Work to be completed:
Exactly the lines from the start of the data through the line containing "Well-formed event envelope" should be output, with both ends kept and nothing added.

Records drawn from a dataset:
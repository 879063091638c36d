//! Push-event stream client
//!
//! One connection per run. [`StreamClient::open`] spawns a reader task that pulls the
//! backend's byte stream, decodes SSE frames and forwards them in arrival order. The
//! caller gets two halves:
//! - [`StreamHandle`] owns the connection and closes it (idempotent)
//! - [`StreamSubscription`] yields deliveries until the stream ends or is closed
//!
//! The reader stops after forwarding a terminal event (`complete`/`error`) or a
//! transport failure, so nothing is delivered after either.

use crate::backend::{Backend, RunId};
use futures::StreamExt;
use scai_common::events::{DecodeReport, SseFrameDecoder, DEFAULT_MAX_FRAME_BYTES};
use scai_common::StreamEvent;
use std::sync::Arc;
use tokio::sync::mpsc;
use tokio::task::JoinHandle;
use tokio_util::sync::CancellationToken;
use tracing::{debug, info, warn};

const DELIVERY_QUEUE_DEPTH: usize = 256;

/// One item forwarded from the connection
#[derive(Debug, Clone, PartialEq)]
pub enum StreamDelivery {
    /// Well-formed event envelope
    Event(StreamEvent),
    /// Frame that failed to decode; dropped, connection kept
    Malformed(String),
    /// Connection failed or ended before a terminal event; last delivery
    TransportFailed(String),
}

impl StreamDelivery {
    /// Whether nothing can follow this delivery
    pub fn is_final(&self) -> bool {
        match self {
            StreamDelivery::Event(event) => event.is_terminal(),
            StreamDelivery::Malformed(_) => false,
            StreamDelivery::TransportFailed(_) => true,
        }
    }
}

/// Opens event streams against a backend
#[derive(Clone)]
pub struct StreamClient {
    backend: Arc<dyn Backend>,
    max_frame_bytes: usize,
}

impl StreamClient {
    pub fn new(backend: Arc<dyn Backend>) -> Self {
        Self {
            backend,
            max_frame_bytes: DEFAULT_MAX_FRAME_BYTES,
        }
    }

    pub fn with_max_frame_bytes(mut self, max_frame_bytes: usize) -> Self {
        self.max_frame_bytes = max_frame_bytes;
        self
    }

    /// Open the event stream for `run_id`
    ///
    /// Returns immediately; connecting happens in the reader task, and a connect
    /// failure arrives as [`StreamDelivery::TransportFailed`]. Must be called from
    /// within a tokio runtime.
    pub fn open(&self, run_id: RunId) -> (StreamHandle, StreamSubscription) {
        let (tx, rx) = mpsc::channel(DELIVERY_QUEUE_DEPTH);
        let cancel = CancellationToken::new();

        let reader = StreamReader {
            backend: Arc::clone(&self.backend),
            run_id: run_id.clone(),
            max_frame_bytes: self.max_frame_bytes,
            tx,
            cancel: cancel.clone(),
        };
        let task = tokio::spawn(reader.run());

        info!(run_id = %run_id, "Event stream opened");

        let handle = StreamHandle {
            run_id: run_id.clone(),
            cancel: cancel.clone(),
            task,
        };
        let subscription = StreamSubscription { run_id, rx, cancel };
        (handle, subscription)
    }
}

/// Owner of one live connection
///
/// Dropping the handle closes the connection.
pub struct StreamHandle {
    run_id: RunId,
    cancel: CancellationToken,
    task: JoinHandle<()>,
}

impl StreamHandle {
    pub fn run_id(&self) -> &RunId {
        &self.run_id
    }

    /// Close the connection; no delivery is observed afterwards
    ///
    /// Safe to call repeatedly and after the stream ended on its own.
    pub fn close(&self) {
        if !self.cancel.is_cancelled() {
            debug!(run_id = %self.run_id, "Closing event stream");
            self.cancel.cancel();
        }
    }

    /// Closed explicitly, or the reader finished on its own
    pub fn is_closed(&self) -> bool {
        self.cancel.is_cancelled() || self.task.is_finished()
    }
}

impl Drop for StreamHandle {
    fn drop(&mut self) {
        self.cancel.cancel();
    }
}

/// Receiving half of a connection
pub struct StreamSubscription {
    run_id: RunId,
    rx: mpsc::Receiver<StreamDelivery>,
    cancel: CancellationToken,
}

impl StreamSubscription {
    pub fn run_id(&self) -> &RunId {
        &self.run_id
    }

    /// Next delivery in arrival order
    ///
    /// Returns None once the stream has ended, or as soon as the handle is closed
    /// (buffered deliveries are discarded).
    pub async fn next(&mut self) -> Option<StreamDelivery> {
        if self.cancel.is_cancelled() {
            return None;
        }
        tokio::select! {
            biased;
            _ = self.cancel.cancelled() => None,
            delivery = self.rx.recv() => delivery,
        }
    }
}

enum Flow {
    Continue,
    Stop,
}

struct StreamReader {
    backend: Arc<dyn Backend>,
    run_id: RunId,
    max_frame_bytes: usize,
    tx: mpsc::Sender<StreamDelivery>,
    cancel: CancellationToken,
}

impl StreamReader {
    async fn run(self) {
        let opened = tokio::select! {
            _ = self.cancel.cancelled() => return,
            opened = self.backend.open_event_stream(&self.run_id) => opened,
        };

        let mut bytes = match opened {
            Ok(bytes) => bytes,
            Err(e) => {
                warn!(run_id = %self.run_id, error = %e, "Failed to open event stream");
                self.deliver(StreamDelivery::TransportFailed(e.to_string())).await;
                return;
            }
        };

        let mut decoder = SseFrameDecoder::<StreamEvent>::new(self.max_frame_bytes);
        loop {
            let next = tokio::select! {
                _ = self.cancel.cancelled() => {
                    debug!(run_id = %self.run_id, "Event stream reader cancelled");
                    return;
                }
                next = bytes.next() => next,
            };

            match next {
                Some(Ok(chunk)) => {
                    if let Flow::Stop = self.forward(decoder.push_chunk(&chunk)).await {
                        return;
                    }
                }
                Some(Err(e)) => {
                    warn!(run_id = %self.run_id, error = %e, "Event stream read failed");
                    self.deliver(StreamDelivery::TransportFailed(e.to_string())).await;
                    return;
                }
                None => {
                    if let Flow::Stop = self.forward(decoder.finish()).await {
                        return;
                    }
                    warn!(run_id = %self.run_id, "Event stream ended before a terminal event");
                    self.deliver(StreamDelivery::TransportFailed(
                        "stream ended before completion".to_string(),
                    ))
                    .await;
                    return;
                }
            }
        }
    }

    /// Forward a chunk's frames and errors in stream order, stopping after a terminal event
    async fn forward(&self, report: DecodeReport<StreamEvent>) -> Flow {
        for item in report {
            let (delivery, terminal) = match item {
                Ok(event) => {
                    debug!(run_id = %self.run_id, kind = event.kind(), "Stream event received");
                    let terminal = event.is_terminal();
                    (StreamDelivery::Event(event), terminal)
                }
                Err(error) => {
                    warn!(run_id = %self.run_id, error = %error, "Dropping malformed stream frame");
                    (StreamDelivery::Malformed(error.to_string()), false)
                }
            };
            if !self.deliver(delivery).await || terminal {
                return Flow::Stop;
            }
        }
        Flow::Continue
    }

    /// Send one delivery; false when the subscriber is gone or the handle was closed
    async fn deliver(&self, delivery: StreamDelivery) -> bool {
        tokio::select! {
            _ = self.cancel.cancelled() => false,
            sent = self.tx.send(delivery) => sent.is_ok(),
        }
    }
}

Task output:
repository 879063091638c36d
//! Push-event stream client
//!
//! One connection per run. [`StreamClient::open`] spawns a reader task that pulls the
//! backend's byte stream, decodes SSE frames and forwards them in arrival order. The
//! caller gets two halves:
//! - [`StreamHandle`] owns the connection and closes it (idempotent)
//! - [`StreamSubscription`] yields deliveries until the stream ends or is closed
//!
//! The reader stops after forwarding a terminal event (`complete`/`error`) or a
//! transport failure, so nothing is delivered after either.

use crate::backend::{Backend, RunId};
use futures::StreamExt;
use scai_common::events::{DecodeReport, SseFrameDecoder, DEFAULT_MAX_FRAME_BYTES};
use scai_common::StreamEvent;
use std::sync::Arc;
use tokio::sync::mpsc;
use tokio::task::JoinHandle;
use tokio_util::sync::CancellationToken;
use tracing::{debug, info, warn};

const DELIVERY_QUEUE_DEPTH: usize = 256;

/// One item forwarded from the connection
#[derive(Debug, Clone, PartialEq)]
pub enum StreamDelivery {
    /// Well-formed event envelope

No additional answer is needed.